Y avez-vous réfléchi ?

Dans un monde où l’information est disponible partout, tout le temps, il est légitime de se demander quels impacts peuvent avoir ces nouvelles conditions de vie sur notre comportement ?

Vous faîtes les courses, que voyez-vous ?

De la nourriture.

Vous regardez la télévision, c’est la publicité, que voyez-vous ?

De la nourriture.

Vous conduisez en voiture et vous croisez des panneaux publicitaires, que voyez-vous ?

De la nourriture.

Vision de la nourriture et appétit

Voir de la nourriture augmente-t-il l’appétit ?

Les chercheurs ont souhaité répondre scientifiquement à cette question. Pour y parvenir ils se sont focalisés sur la valeur d’une hormone produite chez l’homme et dont le rôle est de réguler la faim, la ghréline. Cette dernière augmente avant les repas et diminue après.

Des chercheurs de l’institut Max Planck en Allemagne ont recruté 8 jeunes adultes masculins en bonne santé et leur ont fait prendre un petit déjeuner à 8h30 puis un repas à 12h00. Dans une première session, ils leur ont présenté, entre 10h30 et 10h45 des images sans rapport avec la nourriture.

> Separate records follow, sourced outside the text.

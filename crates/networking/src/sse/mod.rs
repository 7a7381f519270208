//! Server-Sent Events framing
//!
//! Wire parsing is delegated to `eventsource-stream`; this module adapts its
//! events into [`SseFrame`]s and maps its errors onto the crate error type.

use crate::transport::FrameStream;
use eventsource_stream::{Event, EventStreamError, Eventsource};
use futures_util::{Stream, StreamExt};
use signage_core::Error;
use std::fmt::Display;

/// Name given to frames without an `event:` field
pub const DEFAULT_EVENT: &str = "message";

const BOM: &[u8] = b"\xEF\xBB\xBF";

/// A complete frame from the event stream
#[derive(Debug, Clone, PartialEq, Eq)]
pub struct SseFrame {
    /// Frame name (`event:` field), `message` when absent
    pub event: String,
    /// `data:` lines joined with `\n`
    pub data: String,
    /// Last event id seen on the stream, if any
    pub id: Option<String>,
}

impl SseFrame {
    pub fn new(event: impl Into<String>, data: impl Into<String>) -> Self {
        Self {
            event: event.into(),
            data: data.into(),
            id: None,
        }
    }

    pub fn with_id(mut self, id: impl Into<String>) -> Self {
        self.id = Some(id.into());
        self
    }
}

impl From<Event> for SseFrame {
    fn from(event: Event) -> Self {
        Self {
            event: if event.event.is_empty() {
                DEFAULT_EVENT.to_string()
            } else {
                event.event
            },
            data: event.data,
            id: (!event.id.is_empty()).then_some(event.id),
        }
    }
}

/// Decode a `text/event-stream` body into frames.
///
/// Body errors become `Transport` faults; malformed input becomes
/// `InvalidFrame`.
pub fn decode_event_stream<S, B, E>(body: S) -> FrameStream
where
    S: Stream<Item = std::result::Result<B, E>> + Send + 'static,
    B: AsRef<[u8]> + Send + 'static,
    E: Display + Send + 'static,
{
    strip_bom(body)
        .eventsource()
        .map(|item| match item {
            Ok(event) => Ok(SseFrame::from(event)),
            Err(EventStreamError::Transport(e)) => Err(Error::Transport(e.to_string())),
            Err(e) => Err(Error::InvalidFrame(e.to_string())),
        })
        .boxed()
}

/// Drop a UTF-8 byte order mark at the very start of the body
fn strip_bom<S, B, E>(body: S) -> impl Stream<Item = std::result::Result<Vec<u8>, E>>
where
    S: Stream<Item = std::result::Result<B, E>>,
    B: AsRef<[u8]>,
{
    let mut at_start = true;
    body.map(move |chunk| {
        chunk.map(|chunk| {
            let bytes = chunk.as_ref();
            if at_start && !bytes.is_empty() {
                at_start = false;
                return bytes.strip_prefix(BOM).unwrap_or(bytes).to_vec();
            }
            bytes.to_vec()
        })
    })
}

Une semaine plus tard, pour une deuxième session, ils leur ont montré des images de produits alimentaires. Parallèlement ils ont mesuré leur taux de ghréline toutes les 15 minutes.

Résultat : comparativement à la session ayant présenté des images neutres, les images de nourriture ont augmenté significativement le niveau de ghréline. Les participants ont eu plus d’appétit. Cette étude est la première à montrer que la ghréline est influencée par le signal visuel. On comprend ainsi mieux pourquoi le fait de passer trop de temps devant la télévision ou dans une cuisine est potentiellement néfaste pour la régulation de notre poids : cette stimulation excessive dérègle votre appétit.

Appétit et sommeil

Si les médias nous confrontent constamment à des images alimentaires ils ont aussi un autre défaut.

Nous passons énormément de temps devant nos écrans (télévision, ordinateurs), en particulier le soir, après le travail. Un moment de détente mais qui peut parfois se prolonger tardivement dans la soirée. Conséquence ? Il est clairement établi que la population subit un déficit de sommeil chronique. En 50 ans, notre temps de sommeil moyen est passé de 8h30 par jour à 7h30.

Et même si les grasses matinées du week-end nous aident à mieux récupérer nerveusement, il n’est pas dit qu’elles puissent tout compenser.

Cette fois des chercheurs Suédois ont voulu examiner l’effet du manque de sommeil sur l’appétit.

Pour cela ils ont utilisé la même méthode que les chercheurs Allemands : 12 jeunes adultes en bonne santé ont été suivis après une nuit de sommeil complète ou, dans un deuxième temps, après une nuit blanche. Le lendemain matin ils ont subi un IRM du cerveau ayant pour but d’examiner les éventuelles modifications des zones régulant l’appétit. Après avoir constaté qu’il n’existait pas de différence pour différents paramètres comme le taux de sucre dans le sang, la conclusion des chercheurs est très claire :

« Après une nuit complète sans sommeil, l’IRM montre un haut degré d’activation dans une zone du cerveau impliquée dans le désir de manger. Sachant que le manque de sommeil est un problème croissant dans nos sociétés nos résultats peuvent expliquer pourquoi les personnes qui ont de mauvais rythmes de sommeil ont plus de tendance à prendre du poids. Il semble donc important de dormir au moins 8h par nuit. »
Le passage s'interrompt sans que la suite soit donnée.